Аббат свешивался с трибуны и махал ей обеими руками.
– Сюда, сюда, по лестнице слева. Там открыто.
«Вот невежда!» подумала. Не мог сам, что ли, спуститься? Но что было делать? Нашла указанную дверь, открыла и оказалась, как в клетке, в башне с винтовой лестницей. Ступени были старые, вытертые, неширокие. Вдова была обута в узкие туфли на каблуках, довольно высоких. Крикнула:
– Будьте любезны…
Но вместо ответа орган заиграл. Звуки посыпались, как град по крыше. Она стала подниматься, одной рукой хватаясь за поручень, а другой поддерживая юбку. Благо ничего с собой не взяла, руки свободны. Как ни странно, с каждой минутой идти было все легче. Не то ноги вспоминали о забытом юном ремесле, не то музыка взбадривала, подталкивала, направляла. Почти не запыхавшись, добралась доверху, постучала, толкнула незапертую дверь и оказалась в узком пространстве, почти полностью занятом органом. В окружении металлических трубок с отверстиями, возносившихся под своды наподобие гигантских флейт, сидело тут в нише, как Иона в чреве кита, странное существо, похожее на паука, шевелившее сразу всеми своими конечностями: и десятью пальцами рук, и обеими ногами. Она не сразу поняла, что из этого энергичного шевеления и проистекала музыка.
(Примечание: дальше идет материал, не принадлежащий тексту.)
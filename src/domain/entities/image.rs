//! Vehicle image entity.
//!
//! Maps to the `images` table. Rows are deleted along with their vehicle
//! through the schema-level cascade; the stored binary is removed by the
//! storage collaborator.

use serde::{Deserialize, Serialize};
use uuid::Uuid;

/// Metadata for one stored vehicle image.
///
/// Maps to the `images` table:
/// - id: UUID PRIMARY KEY
/// - vehicle_id: UUID NOT NULL REFERENCES vehicles(id) ON DELETE CASCADE
/// - img_url: TEXT NOT NULL
#[derive(Debug, Clone, Serialize, Deserialize, sqlx::FromRow)]
pub struct Image {
    pub id: Uuid,
    pub vehicle_id: Uuid,
    pub img_url: String,
}
//! Vehicle (Inventory) Handlers

use axum::{
    extract::{Path, State},
    http::StatusCode,
    Json,
};
use validator::Validate;

use crate::application::dto::request::VehicleRequest;
use crate::application::dto::response::VehicleListItem;
use crate::domain::Vehicle;
use crate::infrastructure::repositories::vehicle_repository;
use crate::shared::error::AppError;
use crate::shared::validation::{parse_uuid, validation_error};
use crate::startup::AppState;

/// List the full inventory
pub async fn list_vehicles(
    State(state): State<AppState>,
) -> Result<Json<Vec<VehicleListItem>>, AppError> {
    let mut conn = state.db.acquire().await?;
    let vehicles = vehicle_repository::find_all(&mut conn).await?;

    Ok(Json(vehicles.into_iter().map(VehicleListItem::new).collect()))
}

/// List vehicles still on the lot
pub async fn list_available_vehicles(
    State(state): State<AppState>,
) -> Result<Json<Vec<VehicleListItem>>, AppError> {
    let mut conn = state.db.acquire().await?;
    let vehicles = vehicle_repository::find_available(&mut conn).await?;

    Ok(Json(vehicles.into_iter().map(VehicleListItem::new).collect()))
}

/// Get vehicle by ID
pub async fn get_vehicle(
    State(state): State<AppState>,
    Path(id): Path<String>,
) -> Result<Json<Vehicle>, AppError> {
    let id = parse_uuid(&id, "vehicle")?;

    let mut conn = state.db.acquire().await?;
    let vehicle = vehicle_repository::find_by_id(&mut conn, id)
        .await?
        .ok_or_else(|| AppError::NotFound("Vehicle not found".into()))?;

    Ok(Json(vehicle))
}

/// Add a vehicle to the inventory
pub async fn create_vehicle(
    State(state): State<AppState>,
    Json(body): Json<VehicleRequest>,
) -> Result<(StatusCode, Json<Vehicle>), AppError> {
    body.validate().map_err(validation_error)?;

    let new_vehicle = body.try_into_domain()?;
    new_vehicle.validate()?;

    let mut conn = state.db.acquire().await?;
    let created = vehicle_repository::create(&mut conn, &new_vehicle).await?;

    Ok((StatusCode::CREATED, Json(created)))
}

/// Replace all fields of a vehicle
pub async fn update_vehicle(
    State(state): State<AppState>,
    Path(id): Path<String>,
    Json(body): Json<VehicleRequest>,
) -> Result<Json<Vehicle>, AppError> {
    let id = parse_uuid(&id, "vehicle")?;
    body.validate().map_err(validation_error)?;

    let new_vehicle = body.try_into_domain()?;
    new_vehicle.validate()?;

    let mut conn = state.db.acquire().await?;
    let updated = vehicle_repository::update(&mut conn, id, &new_vehicle)
        .await?
        .ok_or_else(|| AppError::NotFound("Vehicle not found".into()))?;

    Ok(Json(updated))
}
С двух сторон от паукообразного Ионы, по его знаку, два пацана тянули и вставляли обратно белые блестящие штыри, похожие на те, что красовались у нее в типографии на наборных ящиках. А он сам ткал и ткал свою паутину, опутывал ею всю соборную церковь города С. и выкрикивал то и дело: гобой! кларнет! фагот! труба! человеческий голос! гран-же! плен-же! корнэ! – как будто управлял невидимым, спрятавшимся где-то оркестром. По другую сторону органа мальчишки с разъяренными мордахами раздували меха. Внезапно музыка оборвалась.
– Явилась не запылилась, – сказал аббат вдове вместо приветствия.
Она уже поняла, что у него была неординарная манера общения, и посоветовала самой себе не обращать не это внимания.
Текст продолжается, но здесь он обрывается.